Anastomosis generally means the surgical joining of an opening formed between vessels or organs. This includes venous and arterial anastomosis of blood vessels (both venous and arterial), bowel anastomosis (including joining of segments of the intestinal tract after partial or total colectomy), the surgical implantation of catheters, and with endoscopic surgical procedures.
Vascular anastomosis means the surgical joining by suture of two ends of a divided blood vessel following the removal of a length of vessel because of thrombosis or arteriosclerosis, or the joining of two separate vessels for revascularization purposes (bypass and free flaps).

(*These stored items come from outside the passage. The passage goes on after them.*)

//! # Page Messages
//!
//! This module defines the message types used for communication between
//! the `PageClient` and `PageActor`.

use crate::entity::PageEntity;
use crate::error::FrameworkError;
use crate::state::{RenderState, SlotInfo};
use std::collections::HashSet;
use tokio::sync::oneshot;

/// Type alias for the one-shot response channel used by the actor.
pub type Response<T> = oneshot::Sender<Result<T, FrameworkError>>;

/// Message type sent to the actor.
///
/// Every variant except `Materialized` is a request from a client. `Materialized` is sent
/// back to the actor by its own background tasks once a page build finishes, so that all
/// mutations of the page store happen inside the actor loop.
#[derive(Debug)]
pub enum PageRequest<T: PageEntity> {
    /// Resolve a page. With `wait` set, a not-yet-built page parks the request
    /// until its first materialization completes instead of answering `Fallback`.
    Resolve {
        id: T::Id,
        wait: bool,
        respond_to: Response<RenderState<T>>,
    },
    /// Start a fresh materialization regardless of freshness. Answers the ticket,
    /// or `None` for an unknown id.
    Revalidate {
        id: T::Id,
        respond_to: Response<Option<u64>>,
    },
    /// Build every known id in the background. Answers the number of ready pages
    /// once all of those builds have completed.
    Prebuild { respond_to: Response<usize> },
    KnownPaths {
        respond_to: Response<HashSet<T::Id>>,
    },
    Inspect {
        id: T::Id,
        respond_to: Response<Option<SlotInfo>>,
    },
    Materialized {
        id: T::Id,
        ticket: u64,
        result: Result<Option<T>, String>,
    },
}
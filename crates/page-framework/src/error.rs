//! # Framework Errors
//!
//! This module defines the common error types used throughout the page framework.
//! By centralizing error definitions, we ensure consistent error handling across
//! the actor, its clients and the mocks.

/// Errors that can occur within the page framework itself.
#[derive(Debug, Clone, PartialEq, thiserror::Error)]
pub enum FrameworkError {
    #[error("Actor closed")]
    ActorClosed,
    #[error("Actor dropped response channel")]
    ActorDropped,
    /// A materialization failed while the request was waiting for it and no
    /// earlier page existed to serve instead.
    #[error("Materialization failed: {0}")]
    Materialization(String),
}
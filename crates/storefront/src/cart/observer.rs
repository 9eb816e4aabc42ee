/// Edge-triggered observer of the cart count.
///
/// The first value seen is the baseline and never fires, so mounting a controller on a
/// non-empty cart does not produce a notification. Afterwards every new value fires once.
#[derive(Debug, Default)]
pub struct CountObserver {
    fired_once: bool,
    last: u64,
}

impl CountObserver {
    pub fn new() -> Self {
        Self::default()
    }

    /// Records `count` and reports whether it is a change after the baseline.
    pub fn observe(&mut self, count: u64) -> bool {
        if !self.fired_once {
            self.fired_once = true;
            self.last = count;
            return false;
        }
        let changed = count != self.last;
        self.last = count;
        changed
    }
}

#[cfg(test)]
mod tests {
    use super::*;

    #[test]
    fn test_first_observation_is_baseline() {
        let mut observer = CountObserver::new();
        assert!(!observer.observe(2));
        assert!(observer.observe(5));
        assert!(!observer.observe(5));
        assert!(observer.observe(0));
    }

    #[test]
    fn test_zero_baseline_does_not_fire() {
        let mut observer = CountObserver::new();
        assert!(!observer.observe(0));
        assert!(observer.observe(1));
    }
}
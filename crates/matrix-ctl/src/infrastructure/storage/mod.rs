//! File-system storage for the matrix controller.
//!
//! # Sub-modules
//!
//! - **`config`** – TOML persistence of the device address, presentation
//!   settings, and the last known routing map.
//!
//! - **`names`** – TOML persistence of per-preset display names for inputs
//!   and outputs plus the current-preset marker. Purely presentational; the
//!   controller core addresses everything by number.
//!
//! - **`iomap`** – JSON import/export of a routing map together with its
//!   output names, for moving a configuration between machines.

pub mod config;
pub mod iomap;
pub mod names;
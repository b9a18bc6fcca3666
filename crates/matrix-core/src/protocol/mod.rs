//! Protocol module containing the command builder, the legacy byte encoder,
//! and the last-command observability record.

pub mod command;
pub mod encode;
pub mod record;

pub use command::MatrixCommand;
pub use encode::{encode_wire, wire_safe};
pub use record::CommandRecord;
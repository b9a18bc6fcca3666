//! Criterion benchmarks for the matrix command encoder.
//!
//! Routing bursts are serialized at 50 ms per command on the wire, so the
//! encoder itself has to be negligible next to the pacing delay. These
//! benchmarks keep it honest.
//!
//! Run with:
//! ```bash
//! cargo bench --package matrix-core --bench encode_bench
//! ```

use criterion::{black_box, criterion_group, criterion_main, Criterion};
use matrix_core::{encode_wire, InputPort, MatrixCommand, OutputPort, PresetId};

fn make_route() -> MatrixCommand {
    MatrixCommand::Route {
        input: InputPort::new(16).unwrap(),
        output: OutputPort::new(16).unwrap(),
    }
}

fn make_recall() -> MatrixCommand {
    MatrixCommand::RecallPreset(PresetId::new(32).unwrap())
}

fn bench_encode_wire(c: &mut Criterion) {
    c.bench_function("encode_wire/route", |b| {
        b.iter(|| encode_wire(black_box("16V16.")))
    });
    c.bench_function("encode_wire/recall", |b| {
        b.iter(|| encode_wire(black_box("Recall32.")))
    });
}

fn bench_command_encode(c: &mut Criterion) {
    let route = make_route();
    let recall = make_recall();

    c.bench_function("command/route_text_and_encode", |b| {
        b.iter(|| black_box(&route).encode())
    });
    c.bench_function("command/recall_text_and_encode", |b| {
        b.iter(|| black_box(&recall).encode())
    });
}

fn bench_full_sync_payloads(c: &mut Criterion) {
    // A full-state sync encodes one route command per output.
    c.bench_function("command/full_sync_16_payloads", |b| {
        b.iter(|| {
            for o in 1..=16u8 {
                let cmd = MatrixCommand::Route {
                    input: InputPort::new(((o - 1) % 16) + 1).unwrap(),
                    output: OutputPort::new(o).unwrap(),
                };
                black_box(cmd.encode());
            }
        })
    });
}

criterion_group!(
    benches,
    bench_encode_wire,
    bench_command_encode,
    bench_full_sync_payloads
);
criterion_main!(benches);
/// Applies new settings in memory and repoints both use cases at the new
/// device address. Call [`persist`] to write them to disk.
pub async fn apply_settings(state: Arc<AppState>, settings: SettingsDto) -> CommandResult<()> {
    let endpoint = match Endpoint::new(settings.ip.clone(), settings.port) {
        Ok(ep) => ep,
        Err(e) => return CommandResult::err(e.to_string()),
    };

    {
        let mut config = state.config.lock().await;
        config.device.ip = settings.ip;
        config.device.port = settings.port;
        config.ui.theme = settings.theme;
        config.ui.confirm_before_switch = settings.confirm_before_switch;
    }
    state.switcher.lock().await.set_endpoint(endpoint.clone());
    state.presets.lock().await.set_endpoint(endpoint.clone());
    info!(%endpoint, "settings applied");
    CommandResult::ok(())
}

/// Folds the live routing map into the config and writes config and names
/// to disk.
pub async fn persist(state: Arc<AppState>) -> CommandResult<()> {
    {
        let switcher = state.switcher.lock().await;
        sync_config_mappings(&state, &switcher).await;
    }
    let config = state.config.lock().await;
    if let Err(e) = save_config(&config) {
        return CommandResult::err(e.to_string());
    }
    let names = state.names.lock().await;
    if let Err(e) = save_names(&names) {
        return CommandResult::err(e.to_string());
    }
    CommandResult::ok(())
}

// ── Display names ─────────────────────────────────────────────────────────────

/// Returns the display names of the current preset.
pub async fn get_names(state: Arc<AppState>) -> CommandResult<NamesDto> {
    let names = state.names.lock().await;
    let set = names.current_set().cloned().unwrap_or_default();
    CommandResult::ok(NamesDto {
        current_preset: names.current_preset.clone(),
        inputs: set.inputs,
        outputs: set.outputs,
    })
}

/// Renames an input in the current preset (empty string removes the label).
pub async fn rename_input(state: Arc<AppState>, input: u8, name: String) -> CommandResult<()> {
    let input = match InputPort::new(input) {
        Ok(i) => i,
        Err(e) => return CommandResult::err(e.to_string()),
    };
    state.names.lock().await.rename_input(input, name);
    CommandResult::ok(())
}

/// Renames an output in the current preset (empty string removes the label).
pub async fn rename_output(state: Arc<AppState>, output: u8, name: String) -> CommandResult<()> {
    let output = match OutputPort::new(output) {
        Ok(o) => o,
        Err(e) => return CommandResult::err(e.to_string()),
    };
    state.names.lock().await.rename_output(output, name);
    CommandResult::ok(())
}

// ── I/O map exchange ──────────────────────────────────────────────────────────

/// Exports the routing map plus current output names to a JSON file;
/// returns the number of exported entries.
pub async fn export_io_map(state: Arc<AppState>, path: String) -> CommandResult<usize> {
    let map = {
        let switcher = state.switcher.lock().await;
        let names = state.names.lock().await;
        IoMapFile::from_state(switcher.routing(), names.current_output_names())
    };
    match save_io_map(Path::new(&path), &map) {
        Ok(()) => CommandResult::ok(map.mappings.len()),
        Err(e) => CommandResult::err(e.to_string()),
    }
}

/// Imports a routing map plus output names from a JSON file; returns the
/// number of imported entries. The device is not updated; the GUI offers a
/// follow-up [`sync_to_device`].
pub async fn import_io_map(state: Arc<AppState>, path: String) -> CommandResult<usize> {
    let map = match load_io_map(Path::new(&path)) {
        Ok(map) => map,
        Err(e) => return CommandResult::err(e.to_string()),
    };
    let routes = map.routes();
    let count = routes.len();

    let mut switcher = state.switcher.lock().await;
    switcher.load_routes(routes);
    sync_config_mappings(&state, &switcher).await;
    state
        .names
        .lock()
        .await
        .replace_current_output_names(map.output_names);
    CommandResult::ok(count)
}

When the blood is allowed to flow through the vessel again after suture, one problem which may arise is the seepage of blood from between the stitches, especially if antithrombotic agents have been used. phenomena which may in turn cause intravascular thrombosis by the release of thrombogenic material. In addition, haematomas favour infection.
The “Vascular Cuff Technique” in microsurgery for vascular anastomosis is used with the following objectives:
to strengthen the vascular anastomosis and prevent the vessel from twisting or kinking or becoming compressed (T. H. Robbins, “Microvascular anastomosis: vascular cuff technique”, Plastic and Reconstructive Surgery, 87, 567–568);
to achieve a haemostatic effect (N. B. Hart, British Journal of Plastic Surgery, 1987, 40, 300–304);
to reduce the number of suture stitches necessary (L. K. Hung et al., “Comparative study of artery cuff and fat wrap in microvascular anastomosis in the rat”, British Journal of Plastic Surgery, 41, 278–283); and
to create a suitable environment around the anastomosis to prevent adhesion with the surrounding tissues (T. H. Robbins, “Microvascular anastomosis: vascular cuff technique”, Plastic and Reconstructive Surgery, 87, 567–568).
Until now, surgeons have tried to solve the problem of bleeding by using biomaterials containing haemostatic agents (N. B. Hart, British Journal of Plastic Surgery, 1987, 40, 300–304). However, although these do reduce bleeding time, they also have two undesirable side effects:
poor patency of the anastomosis;
increased occurrence of perivascular fibrosis and adhesions.
Moreover, since veins are less patent than arteries, it is very dangerous to use strong haemostatic agents at a venous level because of the risk of intravascular thrombosis.
Many authors advise against the use of biomaterials because they impede the natural healing of the tissue involved in anastomosis. Instead, the use of autologous tissues consisting of a segment of blood vessel wrapped around the anastomosis is favored (Plastic and Reconstructive Surgery, Vol. 87, No. 3, March 1991, pages 567–568).
Although the use of biomaterials constituted by ester derivatives (EP0216453) and autocrosslinked hyaluronic acid derivatives (EP0341745) is already known in the prevention of post-surgical adhesions (WO97/07833), nobody has ever before observed that they possess a physical haemostatic activity that supersedes the need to use a haemostatic agent with biochemical activity on the coagulation factors which may cause intravascular thrombosis.
Another advantage of these biomaterials is their ability to prevent the vessels from adhering to the surrounding tissues and to create, surprisingly, a suitable environment to favour correct tissue regeneration, unlike other types of biomaterial used in this type of surgery.